_WHAT NEEDS TO BE DONE_: Identify every line in the records below that contains the word "enum", and copy each of those lines.
:: EXTRACTED DATA
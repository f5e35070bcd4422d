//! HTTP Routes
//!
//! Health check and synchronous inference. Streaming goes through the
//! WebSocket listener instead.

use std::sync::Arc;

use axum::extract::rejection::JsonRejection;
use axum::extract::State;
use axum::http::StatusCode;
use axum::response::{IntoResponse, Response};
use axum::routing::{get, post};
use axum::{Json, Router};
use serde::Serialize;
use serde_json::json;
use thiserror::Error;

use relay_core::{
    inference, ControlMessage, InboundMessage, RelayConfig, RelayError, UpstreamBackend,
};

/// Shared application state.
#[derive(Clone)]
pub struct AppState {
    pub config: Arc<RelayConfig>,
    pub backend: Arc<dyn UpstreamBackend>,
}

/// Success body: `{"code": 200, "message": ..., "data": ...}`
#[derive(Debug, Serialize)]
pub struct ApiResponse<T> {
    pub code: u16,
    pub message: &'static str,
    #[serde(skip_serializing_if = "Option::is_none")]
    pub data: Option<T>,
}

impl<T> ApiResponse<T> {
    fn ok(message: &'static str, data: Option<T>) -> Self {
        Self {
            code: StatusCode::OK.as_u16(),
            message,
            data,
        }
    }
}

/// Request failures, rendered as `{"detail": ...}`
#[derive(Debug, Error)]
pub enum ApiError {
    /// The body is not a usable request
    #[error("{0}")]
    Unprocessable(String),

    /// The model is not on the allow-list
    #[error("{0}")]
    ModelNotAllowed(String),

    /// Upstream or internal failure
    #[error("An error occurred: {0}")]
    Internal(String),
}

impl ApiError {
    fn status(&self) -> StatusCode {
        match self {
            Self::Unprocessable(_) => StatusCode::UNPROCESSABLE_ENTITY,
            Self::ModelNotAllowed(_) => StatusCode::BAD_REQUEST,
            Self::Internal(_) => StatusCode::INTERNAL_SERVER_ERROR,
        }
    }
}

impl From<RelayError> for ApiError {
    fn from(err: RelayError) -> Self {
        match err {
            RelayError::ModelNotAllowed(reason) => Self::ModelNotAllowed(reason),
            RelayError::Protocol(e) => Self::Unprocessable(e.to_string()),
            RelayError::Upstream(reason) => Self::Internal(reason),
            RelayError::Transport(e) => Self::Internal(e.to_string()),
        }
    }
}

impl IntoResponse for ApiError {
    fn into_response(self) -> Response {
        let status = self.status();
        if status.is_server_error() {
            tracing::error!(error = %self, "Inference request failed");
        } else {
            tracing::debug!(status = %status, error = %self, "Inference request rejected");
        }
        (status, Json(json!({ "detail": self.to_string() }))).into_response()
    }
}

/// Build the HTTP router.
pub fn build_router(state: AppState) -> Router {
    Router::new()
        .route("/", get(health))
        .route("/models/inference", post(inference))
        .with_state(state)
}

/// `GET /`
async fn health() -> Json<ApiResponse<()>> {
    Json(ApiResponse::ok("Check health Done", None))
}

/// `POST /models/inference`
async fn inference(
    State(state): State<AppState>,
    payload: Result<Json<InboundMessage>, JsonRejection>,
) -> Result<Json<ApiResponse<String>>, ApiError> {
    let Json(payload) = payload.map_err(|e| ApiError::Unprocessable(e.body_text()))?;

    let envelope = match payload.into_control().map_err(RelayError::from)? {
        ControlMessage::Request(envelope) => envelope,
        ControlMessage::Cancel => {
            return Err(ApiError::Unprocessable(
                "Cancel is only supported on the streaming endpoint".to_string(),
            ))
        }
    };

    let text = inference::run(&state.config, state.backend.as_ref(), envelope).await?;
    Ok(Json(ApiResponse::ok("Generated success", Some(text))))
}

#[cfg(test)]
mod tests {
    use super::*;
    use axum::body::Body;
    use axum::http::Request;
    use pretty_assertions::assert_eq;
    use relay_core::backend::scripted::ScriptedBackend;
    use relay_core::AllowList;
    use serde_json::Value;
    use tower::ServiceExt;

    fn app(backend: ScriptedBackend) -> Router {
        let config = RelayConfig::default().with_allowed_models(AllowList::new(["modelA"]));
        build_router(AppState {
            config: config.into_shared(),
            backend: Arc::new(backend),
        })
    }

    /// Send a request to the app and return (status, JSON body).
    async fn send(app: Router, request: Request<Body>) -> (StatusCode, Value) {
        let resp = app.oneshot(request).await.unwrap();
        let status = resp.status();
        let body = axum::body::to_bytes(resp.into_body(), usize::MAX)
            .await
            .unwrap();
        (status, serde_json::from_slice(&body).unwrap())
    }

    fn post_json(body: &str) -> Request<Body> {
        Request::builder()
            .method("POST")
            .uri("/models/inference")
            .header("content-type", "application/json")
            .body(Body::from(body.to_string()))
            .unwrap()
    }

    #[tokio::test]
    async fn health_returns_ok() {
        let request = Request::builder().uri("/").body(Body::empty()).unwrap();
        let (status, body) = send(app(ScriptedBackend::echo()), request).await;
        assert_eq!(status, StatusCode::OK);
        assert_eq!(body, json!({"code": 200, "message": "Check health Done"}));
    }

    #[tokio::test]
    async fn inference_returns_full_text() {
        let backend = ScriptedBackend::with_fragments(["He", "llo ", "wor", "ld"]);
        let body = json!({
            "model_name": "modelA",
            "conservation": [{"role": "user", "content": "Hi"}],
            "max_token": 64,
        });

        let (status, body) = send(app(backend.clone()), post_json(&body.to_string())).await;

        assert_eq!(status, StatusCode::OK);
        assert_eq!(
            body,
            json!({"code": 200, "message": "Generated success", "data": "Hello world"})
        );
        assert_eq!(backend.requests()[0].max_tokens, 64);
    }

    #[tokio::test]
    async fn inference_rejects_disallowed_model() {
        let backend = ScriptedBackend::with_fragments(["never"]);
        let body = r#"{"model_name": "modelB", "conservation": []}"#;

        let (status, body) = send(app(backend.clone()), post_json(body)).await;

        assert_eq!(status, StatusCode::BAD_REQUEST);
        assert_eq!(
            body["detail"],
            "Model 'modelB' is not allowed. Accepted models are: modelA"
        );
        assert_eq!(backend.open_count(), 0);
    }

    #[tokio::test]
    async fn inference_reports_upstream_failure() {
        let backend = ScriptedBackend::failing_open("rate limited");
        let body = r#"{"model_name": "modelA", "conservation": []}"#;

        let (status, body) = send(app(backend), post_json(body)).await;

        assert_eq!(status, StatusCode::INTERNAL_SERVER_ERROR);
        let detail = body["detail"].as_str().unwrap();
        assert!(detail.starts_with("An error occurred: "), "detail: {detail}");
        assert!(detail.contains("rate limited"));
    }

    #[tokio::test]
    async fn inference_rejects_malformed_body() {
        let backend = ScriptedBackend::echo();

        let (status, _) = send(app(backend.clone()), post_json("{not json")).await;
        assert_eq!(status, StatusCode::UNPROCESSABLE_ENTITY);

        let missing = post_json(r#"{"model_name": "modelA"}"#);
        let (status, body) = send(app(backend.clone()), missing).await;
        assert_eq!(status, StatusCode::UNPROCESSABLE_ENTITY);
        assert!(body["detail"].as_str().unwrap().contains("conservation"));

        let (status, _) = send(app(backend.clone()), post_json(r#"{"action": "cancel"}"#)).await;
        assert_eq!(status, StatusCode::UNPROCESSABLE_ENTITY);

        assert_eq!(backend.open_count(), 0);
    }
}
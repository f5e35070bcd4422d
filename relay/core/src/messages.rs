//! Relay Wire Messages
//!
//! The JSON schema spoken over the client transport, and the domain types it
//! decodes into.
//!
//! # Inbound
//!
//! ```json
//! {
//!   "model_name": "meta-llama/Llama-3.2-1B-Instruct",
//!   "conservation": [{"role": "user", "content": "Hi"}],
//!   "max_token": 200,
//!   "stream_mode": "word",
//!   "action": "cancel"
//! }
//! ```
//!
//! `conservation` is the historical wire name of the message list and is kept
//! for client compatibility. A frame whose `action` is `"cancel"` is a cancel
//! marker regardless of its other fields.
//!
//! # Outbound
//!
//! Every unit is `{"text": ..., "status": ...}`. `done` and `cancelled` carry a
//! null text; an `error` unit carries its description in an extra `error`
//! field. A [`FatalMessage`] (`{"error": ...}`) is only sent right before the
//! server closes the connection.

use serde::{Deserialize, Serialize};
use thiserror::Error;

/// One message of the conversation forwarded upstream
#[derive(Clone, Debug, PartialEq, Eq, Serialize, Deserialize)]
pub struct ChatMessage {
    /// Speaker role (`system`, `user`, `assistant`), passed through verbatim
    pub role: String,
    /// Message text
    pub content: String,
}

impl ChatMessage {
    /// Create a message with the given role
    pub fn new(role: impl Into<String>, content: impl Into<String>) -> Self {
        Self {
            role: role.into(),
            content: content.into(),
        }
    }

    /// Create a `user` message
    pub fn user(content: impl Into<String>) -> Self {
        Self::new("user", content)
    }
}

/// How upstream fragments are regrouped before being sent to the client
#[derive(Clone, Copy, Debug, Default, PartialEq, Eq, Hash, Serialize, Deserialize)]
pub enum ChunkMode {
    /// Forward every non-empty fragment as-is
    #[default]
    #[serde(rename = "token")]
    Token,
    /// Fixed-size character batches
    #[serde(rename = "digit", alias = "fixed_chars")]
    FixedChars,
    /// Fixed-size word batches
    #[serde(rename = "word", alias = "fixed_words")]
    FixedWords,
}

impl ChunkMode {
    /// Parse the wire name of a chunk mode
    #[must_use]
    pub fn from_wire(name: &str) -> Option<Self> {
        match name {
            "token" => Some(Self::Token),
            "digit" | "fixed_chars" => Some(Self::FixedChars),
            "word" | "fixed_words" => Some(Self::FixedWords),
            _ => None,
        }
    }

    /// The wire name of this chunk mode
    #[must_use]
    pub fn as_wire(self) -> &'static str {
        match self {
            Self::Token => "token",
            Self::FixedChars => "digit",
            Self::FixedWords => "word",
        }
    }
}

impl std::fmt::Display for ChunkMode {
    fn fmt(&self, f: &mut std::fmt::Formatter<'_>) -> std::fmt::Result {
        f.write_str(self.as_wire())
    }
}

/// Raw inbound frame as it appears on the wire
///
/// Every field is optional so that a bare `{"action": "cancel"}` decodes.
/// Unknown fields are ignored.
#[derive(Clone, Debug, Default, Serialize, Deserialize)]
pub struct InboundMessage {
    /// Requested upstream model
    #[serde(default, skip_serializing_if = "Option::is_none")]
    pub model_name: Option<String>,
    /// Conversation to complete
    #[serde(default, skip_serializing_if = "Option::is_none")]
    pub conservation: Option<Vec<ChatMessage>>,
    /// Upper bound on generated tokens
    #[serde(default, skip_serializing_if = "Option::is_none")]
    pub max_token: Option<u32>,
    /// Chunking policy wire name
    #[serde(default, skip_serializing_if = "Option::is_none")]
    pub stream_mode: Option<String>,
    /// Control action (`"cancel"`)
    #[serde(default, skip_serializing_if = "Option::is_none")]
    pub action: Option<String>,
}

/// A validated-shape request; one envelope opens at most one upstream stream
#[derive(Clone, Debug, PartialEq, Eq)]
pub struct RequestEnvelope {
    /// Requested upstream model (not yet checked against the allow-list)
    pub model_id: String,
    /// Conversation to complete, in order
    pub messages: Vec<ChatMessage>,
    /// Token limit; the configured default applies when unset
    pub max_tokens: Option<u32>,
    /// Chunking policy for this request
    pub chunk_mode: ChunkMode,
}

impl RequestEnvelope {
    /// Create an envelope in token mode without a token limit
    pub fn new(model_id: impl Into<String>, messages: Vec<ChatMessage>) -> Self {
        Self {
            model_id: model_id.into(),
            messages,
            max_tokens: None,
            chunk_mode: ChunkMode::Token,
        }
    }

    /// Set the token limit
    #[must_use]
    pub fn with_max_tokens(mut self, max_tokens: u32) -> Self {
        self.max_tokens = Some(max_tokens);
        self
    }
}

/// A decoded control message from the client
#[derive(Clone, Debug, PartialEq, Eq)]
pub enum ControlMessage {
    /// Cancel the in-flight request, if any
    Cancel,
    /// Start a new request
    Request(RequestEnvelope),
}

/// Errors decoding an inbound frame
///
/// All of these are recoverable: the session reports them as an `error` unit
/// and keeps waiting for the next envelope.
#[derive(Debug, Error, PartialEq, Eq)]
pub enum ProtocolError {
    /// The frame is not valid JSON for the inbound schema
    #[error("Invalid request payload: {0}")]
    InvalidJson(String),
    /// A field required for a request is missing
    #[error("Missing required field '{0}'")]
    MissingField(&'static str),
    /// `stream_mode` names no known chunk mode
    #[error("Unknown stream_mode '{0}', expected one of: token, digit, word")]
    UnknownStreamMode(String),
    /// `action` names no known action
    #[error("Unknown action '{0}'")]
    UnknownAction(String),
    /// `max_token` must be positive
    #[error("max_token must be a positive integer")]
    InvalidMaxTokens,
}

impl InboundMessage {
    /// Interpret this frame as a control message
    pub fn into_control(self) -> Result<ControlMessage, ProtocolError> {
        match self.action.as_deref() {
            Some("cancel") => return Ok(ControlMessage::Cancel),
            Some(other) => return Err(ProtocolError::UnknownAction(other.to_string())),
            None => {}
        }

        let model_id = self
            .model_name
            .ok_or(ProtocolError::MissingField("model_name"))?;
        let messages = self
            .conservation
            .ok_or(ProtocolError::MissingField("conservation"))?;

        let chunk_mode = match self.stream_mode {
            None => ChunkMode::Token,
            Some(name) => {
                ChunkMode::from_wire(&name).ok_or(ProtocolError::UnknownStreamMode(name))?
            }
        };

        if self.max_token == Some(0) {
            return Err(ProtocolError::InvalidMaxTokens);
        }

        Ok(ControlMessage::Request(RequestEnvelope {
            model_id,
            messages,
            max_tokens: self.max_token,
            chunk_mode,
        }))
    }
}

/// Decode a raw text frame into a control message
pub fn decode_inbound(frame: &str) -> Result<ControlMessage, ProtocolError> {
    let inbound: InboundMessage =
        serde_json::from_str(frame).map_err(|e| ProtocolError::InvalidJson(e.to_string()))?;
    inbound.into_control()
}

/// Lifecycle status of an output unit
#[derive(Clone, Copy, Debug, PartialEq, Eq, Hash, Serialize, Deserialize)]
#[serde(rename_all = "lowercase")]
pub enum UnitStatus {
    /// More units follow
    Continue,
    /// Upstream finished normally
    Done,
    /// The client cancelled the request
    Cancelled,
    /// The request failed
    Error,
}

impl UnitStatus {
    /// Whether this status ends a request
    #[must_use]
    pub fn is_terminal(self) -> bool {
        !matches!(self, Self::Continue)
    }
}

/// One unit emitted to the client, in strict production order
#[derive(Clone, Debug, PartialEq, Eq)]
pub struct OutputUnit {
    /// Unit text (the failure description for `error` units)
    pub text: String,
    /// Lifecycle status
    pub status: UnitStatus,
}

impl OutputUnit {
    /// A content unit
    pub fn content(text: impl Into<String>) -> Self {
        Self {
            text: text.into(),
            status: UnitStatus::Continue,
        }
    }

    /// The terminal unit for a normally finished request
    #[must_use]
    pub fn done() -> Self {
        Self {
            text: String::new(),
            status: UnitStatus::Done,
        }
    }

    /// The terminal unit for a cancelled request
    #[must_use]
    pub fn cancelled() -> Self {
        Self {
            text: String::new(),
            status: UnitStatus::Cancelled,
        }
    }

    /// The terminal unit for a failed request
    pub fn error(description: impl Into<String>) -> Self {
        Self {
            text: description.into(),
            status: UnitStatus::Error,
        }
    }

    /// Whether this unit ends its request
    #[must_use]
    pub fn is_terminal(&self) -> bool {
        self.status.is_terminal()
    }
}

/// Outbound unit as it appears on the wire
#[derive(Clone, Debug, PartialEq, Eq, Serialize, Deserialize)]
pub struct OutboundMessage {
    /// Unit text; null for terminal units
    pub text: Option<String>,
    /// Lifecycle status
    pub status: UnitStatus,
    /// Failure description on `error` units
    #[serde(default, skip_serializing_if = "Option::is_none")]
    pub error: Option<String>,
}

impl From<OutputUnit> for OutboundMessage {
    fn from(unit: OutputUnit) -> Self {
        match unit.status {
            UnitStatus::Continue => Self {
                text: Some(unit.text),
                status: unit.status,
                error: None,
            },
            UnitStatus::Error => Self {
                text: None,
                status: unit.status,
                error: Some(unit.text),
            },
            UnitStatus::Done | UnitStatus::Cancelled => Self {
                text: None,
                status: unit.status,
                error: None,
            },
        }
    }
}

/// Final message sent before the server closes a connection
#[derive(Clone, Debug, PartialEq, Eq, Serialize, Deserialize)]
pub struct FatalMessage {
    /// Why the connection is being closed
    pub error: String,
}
::::
_EXPECTED OUTPUT_:
pub enum ApiError {
pub enum ChunkMode {
pub enum ControlMessage {
pub enum ProtocolError {
pub enum UnitStatus {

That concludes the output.